[Items from a data source]
★ ★ ★ ★

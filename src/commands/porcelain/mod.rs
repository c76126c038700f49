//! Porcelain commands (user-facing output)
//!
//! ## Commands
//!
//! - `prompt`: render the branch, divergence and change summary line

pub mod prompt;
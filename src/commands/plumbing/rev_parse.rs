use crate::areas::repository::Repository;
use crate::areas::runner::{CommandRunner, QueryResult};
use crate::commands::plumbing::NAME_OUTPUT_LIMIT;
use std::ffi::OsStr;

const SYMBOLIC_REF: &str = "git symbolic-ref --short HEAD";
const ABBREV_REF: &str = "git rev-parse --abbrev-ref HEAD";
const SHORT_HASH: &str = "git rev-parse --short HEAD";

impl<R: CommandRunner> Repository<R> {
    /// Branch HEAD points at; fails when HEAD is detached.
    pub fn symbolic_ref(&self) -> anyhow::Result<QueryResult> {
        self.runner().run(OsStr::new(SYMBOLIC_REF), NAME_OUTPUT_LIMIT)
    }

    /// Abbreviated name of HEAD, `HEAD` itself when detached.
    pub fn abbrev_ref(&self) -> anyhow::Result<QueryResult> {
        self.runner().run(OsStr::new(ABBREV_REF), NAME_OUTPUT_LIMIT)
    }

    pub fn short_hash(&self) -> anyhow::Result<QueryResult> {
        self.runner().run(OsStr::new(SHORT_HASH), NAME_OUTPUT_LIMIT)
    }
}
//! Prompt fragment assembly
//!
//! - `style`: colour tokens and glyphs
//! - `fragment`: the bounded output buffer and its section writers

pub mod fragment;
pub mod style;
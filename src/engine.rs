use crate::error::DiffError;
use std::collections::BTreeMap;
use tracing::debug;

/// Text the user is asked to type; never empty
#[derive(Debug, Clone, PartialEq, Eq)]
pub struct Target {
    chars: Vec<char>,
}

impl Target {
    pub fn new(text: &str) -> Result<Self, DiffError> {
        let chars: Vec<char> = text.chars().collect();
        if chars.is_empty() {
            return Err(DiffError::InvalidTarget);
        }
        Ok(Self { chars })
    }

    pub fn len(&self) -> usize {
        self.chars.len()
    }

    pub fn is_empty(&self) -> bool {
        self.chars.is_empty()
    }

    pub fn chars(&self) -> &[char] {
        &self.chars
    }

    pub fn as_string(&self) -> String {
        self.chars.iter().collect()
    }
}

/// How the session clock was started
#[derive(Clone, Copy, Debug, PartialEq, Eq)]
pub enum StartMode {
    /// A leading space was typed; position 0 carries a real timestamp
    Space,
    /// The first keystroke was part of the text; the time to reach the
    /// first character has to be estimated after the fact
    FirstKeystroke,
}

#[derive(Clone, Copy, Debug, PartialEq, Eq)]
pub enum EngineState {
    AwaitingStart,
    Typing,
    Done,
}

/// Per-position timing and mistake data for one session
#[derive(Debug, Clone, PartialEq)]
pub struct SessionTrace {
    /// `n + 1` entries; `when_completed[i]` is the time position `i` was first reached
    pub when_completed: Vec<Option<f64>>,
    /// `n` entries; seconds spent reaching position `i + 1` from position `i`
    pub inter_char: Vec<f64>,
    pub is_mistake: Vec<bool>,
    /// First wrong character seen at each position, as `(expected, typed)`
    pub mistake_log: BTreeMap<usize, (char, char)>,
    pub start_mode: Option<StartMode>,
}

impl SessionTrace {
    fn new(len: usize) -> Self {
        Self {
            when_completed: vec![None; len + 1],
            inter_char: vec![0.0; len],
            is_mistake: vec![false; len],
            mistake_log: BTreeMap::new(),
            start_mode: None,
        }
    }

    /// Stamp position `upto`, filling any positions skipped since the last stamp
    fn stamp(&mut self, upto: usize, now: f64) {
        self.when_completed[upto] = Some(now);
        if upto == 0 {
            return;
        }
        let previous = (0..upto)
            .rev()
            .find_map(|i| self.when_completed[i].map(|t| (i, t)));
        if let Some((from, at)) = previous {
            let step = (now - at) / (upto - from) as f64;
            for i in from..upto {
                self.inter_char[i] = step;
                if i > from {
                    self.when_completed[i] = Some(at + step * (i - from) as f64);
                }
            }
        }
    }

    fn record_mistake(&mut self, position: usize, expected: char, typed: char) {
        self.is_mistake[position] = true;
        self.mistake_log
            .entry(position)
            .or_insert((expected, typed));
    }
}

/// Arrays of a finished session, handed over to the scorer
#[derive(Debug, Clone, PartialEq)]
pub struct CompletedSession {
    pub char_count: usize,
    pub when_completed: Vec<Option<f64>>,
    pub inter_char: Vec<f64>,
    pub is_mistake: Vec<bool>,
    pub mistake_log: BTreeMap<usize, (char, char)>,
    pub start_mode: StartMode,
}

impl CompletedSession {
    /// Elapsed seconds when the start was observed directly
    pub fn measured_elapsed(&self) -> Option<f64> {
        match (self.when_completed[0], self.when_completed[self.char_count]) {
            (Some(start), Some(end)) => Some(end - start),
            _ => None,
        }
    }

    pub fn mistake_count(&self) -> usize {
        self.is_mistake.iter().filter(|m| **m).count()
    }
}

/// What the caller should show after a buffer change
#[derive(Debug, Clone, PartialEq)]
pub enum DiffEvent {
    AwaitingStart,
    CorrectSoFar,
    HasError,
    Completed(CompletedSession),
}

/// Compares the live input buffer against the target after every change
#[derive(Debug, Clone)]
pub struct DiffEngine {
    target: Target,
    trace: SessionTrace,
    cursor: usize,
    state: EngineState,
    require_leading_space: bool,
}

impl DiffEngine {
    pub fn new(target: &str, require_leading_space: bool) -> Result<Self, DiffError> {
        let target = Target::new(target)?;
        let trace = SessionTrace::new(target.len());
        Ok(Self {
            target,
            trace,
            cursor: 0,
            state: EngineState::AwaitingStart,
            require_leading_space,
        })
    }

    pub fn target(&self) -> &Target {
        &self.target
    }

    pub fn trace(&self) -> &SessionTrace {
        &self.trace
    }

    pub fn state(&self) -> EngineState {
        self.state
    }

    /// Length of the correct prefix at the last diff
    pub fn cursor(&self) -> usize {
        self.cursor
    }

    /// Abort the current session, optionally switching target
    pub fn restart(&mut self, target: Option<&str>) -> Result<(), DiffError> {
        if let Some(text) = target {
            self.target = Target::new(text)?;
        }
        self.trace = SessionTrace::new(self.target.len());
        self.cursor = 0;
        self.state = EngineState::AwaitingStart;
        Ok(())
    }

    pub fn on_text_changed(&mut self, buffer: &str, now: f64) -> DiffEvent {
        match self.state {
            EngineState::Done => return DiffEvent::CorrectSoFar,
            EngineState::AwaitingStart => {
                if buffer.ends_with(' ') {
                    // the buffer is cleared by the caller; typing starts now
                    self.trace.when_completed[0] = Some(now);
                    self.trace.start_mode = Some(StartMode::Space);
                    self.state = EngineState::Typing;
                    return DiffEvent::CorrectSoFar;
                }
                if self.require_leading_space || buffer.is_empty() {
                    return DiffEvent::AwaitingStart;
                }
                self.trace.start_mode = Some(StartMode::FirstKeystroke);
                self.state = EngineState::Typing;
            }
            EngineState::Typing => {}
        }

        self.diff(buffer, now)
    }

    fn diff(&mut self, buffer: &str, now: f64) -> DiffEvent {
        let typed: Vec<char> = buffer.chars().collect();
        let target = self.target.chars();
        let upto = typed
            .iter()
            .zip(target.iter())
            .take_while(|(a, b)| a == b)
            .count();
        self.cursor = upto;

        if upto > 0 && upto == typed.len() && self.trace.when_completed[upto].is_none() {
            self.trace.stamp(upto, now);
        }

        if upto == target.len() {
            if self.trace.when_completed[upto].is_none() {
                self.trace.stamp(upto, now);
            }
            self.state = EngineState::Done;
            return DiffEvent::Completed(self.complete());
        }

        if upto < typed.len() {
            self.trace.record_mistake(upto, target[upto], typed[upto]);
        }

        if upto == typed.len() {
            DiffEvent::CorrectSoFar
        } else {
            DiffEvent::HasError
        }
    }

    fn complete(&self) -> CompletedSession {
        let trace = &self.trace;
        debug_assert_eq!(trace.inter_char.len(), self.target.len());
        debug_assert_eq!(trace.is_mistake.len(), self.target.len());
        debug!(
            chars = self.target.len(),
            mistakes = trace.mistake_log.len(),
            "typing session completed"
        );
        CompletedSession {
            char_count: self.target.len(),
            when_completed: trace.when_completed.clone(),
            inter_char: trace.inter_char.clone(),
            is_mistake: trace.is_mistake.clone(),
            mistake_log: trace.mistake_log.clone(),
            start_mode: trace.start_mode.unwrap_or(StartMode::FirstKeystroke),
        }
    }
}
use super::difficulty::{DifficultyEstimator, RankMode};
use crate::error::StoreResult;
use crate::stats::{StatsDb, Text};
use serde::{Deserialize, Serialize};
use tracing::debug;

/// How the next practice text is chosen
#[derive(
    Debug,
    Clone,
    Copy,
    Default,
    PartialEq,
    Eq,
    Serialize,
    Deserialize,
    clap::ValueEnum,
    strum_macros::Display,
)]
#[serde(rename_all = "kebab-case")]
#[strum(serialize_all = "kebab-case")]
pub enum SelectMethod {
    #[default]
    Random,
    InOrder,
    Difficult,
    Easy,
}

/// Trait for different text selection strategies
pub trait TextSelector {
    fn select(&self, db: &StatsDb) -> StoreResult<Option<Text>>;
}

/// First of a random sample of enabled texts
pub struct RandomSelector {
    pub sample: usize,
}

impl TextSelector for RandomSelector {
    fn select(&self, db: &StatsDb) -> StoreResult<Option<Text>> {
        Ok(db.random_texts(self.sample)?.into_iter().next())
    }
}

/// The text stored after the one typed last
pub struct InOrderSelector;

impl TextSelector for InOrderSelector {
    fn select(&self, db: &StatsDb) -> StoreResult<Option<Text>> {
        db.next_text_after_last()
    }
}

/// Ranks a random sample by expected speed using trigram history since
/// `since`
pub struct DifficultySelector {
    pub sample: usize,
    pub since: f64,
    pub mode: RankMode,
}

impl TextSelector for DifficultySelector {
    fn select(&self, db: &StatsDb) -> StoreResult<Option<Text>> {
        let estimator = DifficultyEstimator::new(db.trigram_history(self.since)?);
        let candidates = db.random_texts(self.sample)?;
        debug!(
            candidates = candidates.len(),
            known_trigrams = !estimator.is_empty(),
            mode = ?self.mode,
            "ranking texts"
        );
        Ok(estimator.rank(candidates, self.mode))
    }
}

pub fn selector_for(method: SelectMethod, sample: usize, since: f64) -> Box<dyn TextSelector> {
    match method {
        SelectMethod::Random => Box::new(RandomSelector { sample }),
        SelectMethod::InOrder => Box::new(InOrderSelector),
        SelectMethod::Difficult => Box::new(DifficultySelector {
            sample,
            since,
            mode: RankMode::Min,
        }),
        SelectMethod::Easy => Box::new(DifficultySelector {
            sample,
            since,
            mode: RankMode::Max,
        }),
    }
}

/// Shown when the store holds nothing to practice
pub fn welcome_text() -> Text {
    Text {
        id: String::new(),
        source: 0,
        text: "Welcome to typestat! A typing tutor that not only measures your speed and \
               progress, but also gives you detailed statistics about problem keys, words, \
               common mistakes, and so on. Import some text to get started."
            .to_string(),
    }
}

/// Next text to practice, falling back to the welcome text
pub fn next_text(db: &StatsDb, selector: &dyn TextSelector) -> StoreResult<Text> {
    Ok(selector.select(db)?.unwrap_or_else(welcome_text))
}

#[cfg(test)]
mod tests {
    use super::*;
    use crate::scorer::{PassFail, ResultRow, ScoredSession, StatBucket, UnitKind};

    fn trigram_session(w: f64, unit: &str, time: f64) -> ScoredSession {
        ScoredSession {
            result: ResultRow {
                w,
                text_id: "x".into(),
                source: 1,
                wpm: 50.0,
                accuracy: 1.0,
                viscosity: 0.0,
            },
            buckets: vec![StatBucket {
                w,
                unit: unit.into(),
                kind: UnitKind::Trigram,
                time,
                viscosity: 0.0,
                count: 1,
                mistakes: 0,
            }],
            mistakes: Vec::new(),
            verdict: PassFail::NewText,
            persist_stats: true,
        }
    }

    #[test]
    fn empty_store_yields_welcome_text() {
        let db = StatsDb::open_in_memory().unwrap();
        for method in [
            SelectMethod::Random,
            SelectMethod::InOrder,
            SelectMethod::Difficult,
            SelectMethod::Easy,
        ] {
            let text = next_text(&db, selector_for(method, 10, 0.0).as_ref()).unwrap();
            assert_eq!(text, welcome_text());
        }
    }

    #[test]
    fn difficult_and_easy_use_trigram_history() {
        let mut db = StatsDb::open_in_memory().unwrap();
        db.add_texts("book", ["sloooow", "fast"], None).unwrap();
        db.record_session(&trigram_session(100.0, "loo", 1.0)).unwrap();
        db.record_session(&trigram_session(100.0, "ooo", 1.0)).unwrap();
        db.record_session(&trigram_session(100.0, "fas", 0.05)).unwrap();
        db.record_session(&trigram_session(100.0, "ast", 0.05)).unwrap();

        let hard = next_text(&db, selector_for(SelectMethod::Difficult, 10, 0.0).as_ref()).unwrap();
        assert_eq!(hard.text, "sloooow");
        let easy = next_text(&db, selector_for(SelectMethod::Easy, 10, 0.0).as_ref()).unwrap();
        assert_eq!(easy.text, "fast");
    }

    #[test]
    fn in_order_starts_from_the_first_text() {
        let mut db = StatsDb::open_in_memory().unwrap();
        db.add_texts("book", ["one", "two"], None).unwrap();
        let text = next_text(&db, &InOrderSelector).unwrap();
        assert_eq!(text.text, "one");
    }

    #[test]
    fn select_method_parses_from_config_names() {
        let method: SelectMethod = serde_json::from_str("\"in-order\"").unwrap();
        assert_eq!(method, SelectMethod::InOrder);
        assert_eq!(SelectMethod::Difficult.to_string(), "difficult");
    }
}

★ ★ ★ ★

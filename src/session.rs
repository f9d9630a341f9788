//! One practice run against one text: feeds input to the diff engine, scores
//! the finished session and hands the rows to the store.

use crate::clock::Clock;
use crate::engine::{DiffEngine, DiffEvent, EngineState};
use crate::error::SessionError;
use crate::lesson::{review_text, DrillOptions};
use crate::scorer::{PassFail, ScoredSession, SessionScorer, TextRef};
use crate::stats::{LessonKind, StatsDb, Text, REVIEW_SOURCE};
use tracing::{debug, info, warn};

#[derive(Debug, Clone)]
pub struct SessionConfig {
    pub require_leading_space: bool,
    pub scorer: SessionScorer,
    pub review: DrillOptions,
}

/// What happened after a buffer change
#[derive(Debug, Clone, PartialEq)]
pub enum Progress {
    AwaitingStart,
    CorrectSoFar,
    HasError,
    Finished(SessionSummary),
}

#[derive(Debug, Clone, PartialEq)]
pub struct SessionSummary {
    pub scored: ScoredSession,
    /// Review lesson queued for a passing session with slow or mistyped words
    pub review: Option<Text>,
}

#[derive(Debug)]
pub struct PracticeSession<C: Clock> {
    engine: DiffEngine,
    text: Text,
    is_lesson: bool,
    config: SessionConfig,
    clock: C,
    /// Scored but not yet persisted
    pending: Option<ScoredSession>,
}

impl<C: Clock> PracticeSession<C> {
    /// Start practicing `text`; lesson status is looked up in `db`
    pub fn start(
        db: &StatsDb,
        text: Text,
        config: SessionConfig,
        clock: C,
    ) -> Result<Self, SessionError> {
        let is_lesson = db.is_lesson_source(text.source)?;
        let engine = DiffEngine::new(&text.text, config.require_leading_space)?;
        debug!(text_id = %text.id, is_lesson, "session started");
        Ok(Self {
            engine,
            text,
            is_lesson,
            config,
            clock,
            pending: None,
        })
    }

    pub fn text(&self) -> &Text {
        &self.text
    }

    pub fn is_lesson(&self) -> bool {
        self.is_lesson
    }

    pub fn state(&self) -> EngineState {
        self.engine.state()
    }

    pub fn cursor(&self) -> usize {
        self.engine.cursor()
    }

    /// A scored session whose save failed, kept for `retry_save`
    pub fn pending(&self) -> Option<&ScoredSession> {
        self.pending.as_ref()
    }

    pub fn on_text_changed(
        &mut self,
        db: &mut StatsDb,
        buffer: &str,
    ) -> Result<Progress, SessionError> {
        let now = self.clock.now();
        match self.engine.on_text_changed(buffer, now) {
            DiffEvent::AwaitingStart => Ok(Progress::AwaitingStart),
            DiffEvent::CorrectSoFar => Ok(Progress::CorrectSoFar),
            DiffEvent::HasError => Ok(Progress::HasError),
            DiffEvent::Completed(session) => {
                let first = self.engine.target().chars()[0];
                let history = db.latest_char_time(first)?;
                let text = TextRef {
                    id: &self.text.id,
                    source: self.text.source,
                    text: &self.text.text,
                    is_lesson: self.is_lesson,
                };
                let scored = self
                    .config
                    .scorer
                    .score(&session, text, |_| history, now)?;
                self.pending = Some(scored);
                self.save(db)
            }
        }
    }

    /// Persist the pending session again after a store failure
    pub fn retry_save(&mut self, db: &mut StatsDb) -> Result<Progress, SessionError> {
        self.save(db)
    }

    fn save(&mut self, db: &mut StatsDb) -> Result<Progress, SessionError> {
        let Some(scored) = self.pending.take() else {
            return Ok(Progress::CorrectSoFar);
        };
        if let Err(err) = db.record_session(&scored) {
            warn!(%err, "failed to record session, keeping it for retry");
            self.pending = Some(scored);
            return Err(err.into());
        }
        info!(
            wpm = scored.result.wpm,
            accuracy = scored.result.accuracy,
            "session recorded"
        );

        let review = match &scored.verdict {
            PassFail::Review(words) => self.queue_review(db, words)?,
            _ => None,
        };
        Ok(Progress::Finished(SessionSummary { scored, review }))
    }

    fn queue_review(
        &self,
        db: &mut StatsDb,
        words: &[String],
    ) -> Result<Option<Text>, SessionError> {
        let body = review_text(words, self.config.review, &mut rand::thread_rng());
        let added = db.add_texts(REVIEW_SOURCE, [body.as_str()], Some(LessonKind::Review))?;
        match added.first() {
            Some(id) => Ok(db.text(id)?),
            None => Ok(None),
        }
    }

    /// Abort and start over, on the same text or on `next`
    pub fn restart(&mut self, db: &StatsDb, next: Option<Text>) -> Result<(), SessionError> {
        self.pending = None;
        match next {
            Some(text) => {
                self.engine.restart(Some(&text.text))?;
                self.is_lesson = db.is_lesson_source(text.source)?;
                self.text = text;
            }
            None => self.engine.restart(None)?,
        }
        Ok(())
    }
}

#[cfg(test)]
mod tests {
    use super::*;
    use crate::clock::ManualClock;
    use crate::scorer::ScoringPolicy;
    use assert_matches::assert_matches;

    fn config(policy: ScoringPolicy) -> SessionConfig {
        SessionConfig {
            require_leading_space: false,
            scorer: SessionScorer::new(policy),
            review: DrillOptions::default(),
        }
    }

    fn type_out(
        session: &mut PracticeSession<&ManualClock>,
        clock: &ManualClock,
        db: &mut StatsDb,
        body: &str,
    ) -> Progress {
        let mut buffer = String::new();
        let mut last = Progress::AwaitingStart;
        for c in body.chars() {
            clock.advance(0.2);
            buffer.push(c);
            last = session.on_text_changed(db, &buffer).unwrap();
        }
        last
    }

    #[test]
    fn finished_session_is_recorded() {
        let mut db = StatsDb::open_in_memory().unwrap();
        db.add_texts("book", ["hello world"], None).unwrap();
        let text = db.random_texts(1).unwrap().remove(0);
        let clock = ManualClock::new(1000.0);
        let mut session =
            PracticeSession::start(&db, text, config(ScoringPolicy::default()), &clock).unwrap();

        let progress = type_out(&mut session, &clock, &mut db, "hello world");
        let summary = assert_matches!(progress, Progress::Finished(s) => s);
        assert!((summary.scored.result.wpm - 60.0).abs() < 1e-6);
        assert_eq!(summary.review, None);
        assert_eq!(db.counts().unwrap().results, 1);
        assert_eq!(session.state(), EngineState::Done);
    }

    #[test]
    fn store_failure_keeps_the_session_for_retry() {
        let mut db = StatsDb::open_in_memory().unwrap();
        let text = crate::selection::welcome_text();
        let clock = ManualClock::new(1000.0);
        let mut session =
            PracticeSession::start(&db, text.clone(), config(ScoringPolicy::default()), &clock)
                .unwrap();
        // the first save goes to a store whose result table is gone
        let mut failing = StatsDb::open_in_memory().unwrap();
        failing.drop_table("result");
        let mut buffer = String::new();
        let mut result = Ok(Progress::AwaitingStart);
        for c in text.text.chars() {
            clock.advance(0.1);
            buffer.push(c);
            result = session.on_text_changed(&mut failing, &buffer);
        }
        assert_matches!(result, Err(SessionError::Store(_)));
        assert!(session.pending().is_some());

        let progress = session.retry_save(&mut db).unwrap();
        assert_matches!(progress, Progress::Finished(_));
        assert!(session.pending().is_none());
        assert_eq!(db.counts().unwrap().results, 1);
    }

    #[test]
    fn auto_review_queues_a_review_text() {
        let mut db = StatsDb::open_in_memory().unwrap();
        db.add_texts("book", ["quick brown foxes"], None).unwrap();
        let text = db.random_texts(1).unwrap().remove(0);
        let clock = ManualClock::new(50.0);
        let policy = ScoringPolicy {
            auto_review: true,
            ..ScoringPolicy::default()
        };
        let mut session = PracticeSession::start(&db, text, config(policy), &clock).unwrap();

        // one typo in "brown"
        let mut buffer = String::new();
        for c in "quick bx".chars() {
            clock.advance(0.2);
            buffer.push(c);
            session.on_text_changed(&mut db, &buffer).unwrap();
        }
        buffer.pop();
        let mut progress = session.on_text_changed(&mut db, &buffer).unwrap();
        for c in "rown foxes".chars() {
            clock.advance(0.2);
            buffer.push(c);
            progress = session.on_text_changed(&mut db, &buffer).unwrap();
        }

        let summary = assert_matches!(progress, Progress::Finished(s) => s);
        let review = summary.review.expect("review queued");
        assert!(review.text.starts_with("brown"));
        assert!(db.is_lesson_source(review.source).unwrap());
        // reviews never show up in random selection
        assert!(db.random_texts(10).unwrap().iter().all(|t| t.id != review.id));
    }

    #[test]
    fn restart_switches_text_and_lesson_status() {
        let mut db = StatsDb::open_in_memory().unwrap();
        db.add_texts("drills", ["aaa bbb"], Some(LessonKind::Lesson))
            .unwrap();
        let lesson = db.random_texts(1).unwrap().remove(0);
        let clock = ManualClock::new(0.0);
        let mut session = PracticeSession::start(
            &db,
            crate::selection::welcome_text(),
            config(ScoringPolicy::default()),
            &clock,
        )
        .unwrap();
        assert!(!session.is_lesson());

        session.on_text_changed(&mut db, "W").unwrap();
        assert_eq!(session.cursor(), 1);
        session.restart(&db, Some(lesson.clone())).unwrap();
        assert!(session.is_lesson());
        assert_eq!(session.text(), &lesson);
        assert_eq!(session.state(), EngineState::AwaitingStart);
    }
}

★ ★ ★ ★

BRIEF — Set down, unchanged, only those lines above that fall between the line with "if self.require_leading_space ||" and the line with "let target = self.target.chars();", the two end lines included.

TASK SOLUTION —
                if self.require_leading_space || buffer.is_empty() {
                    return DiffEvent::AwaitingStart;
                }
                self.trace.start_mode = Some(StartMode::FirstKeystroke);
                self.state = EngineState::Typing;
            }
            EngineState::Typing => {}
        }

        self.diff(buffer, now)
    }

    fn diff(&mut self, buffer: &str, now: f64) -> DiffEvent {
        let typed: Vec<char> = buffer.chars().collect();
        let target = self.target.chars();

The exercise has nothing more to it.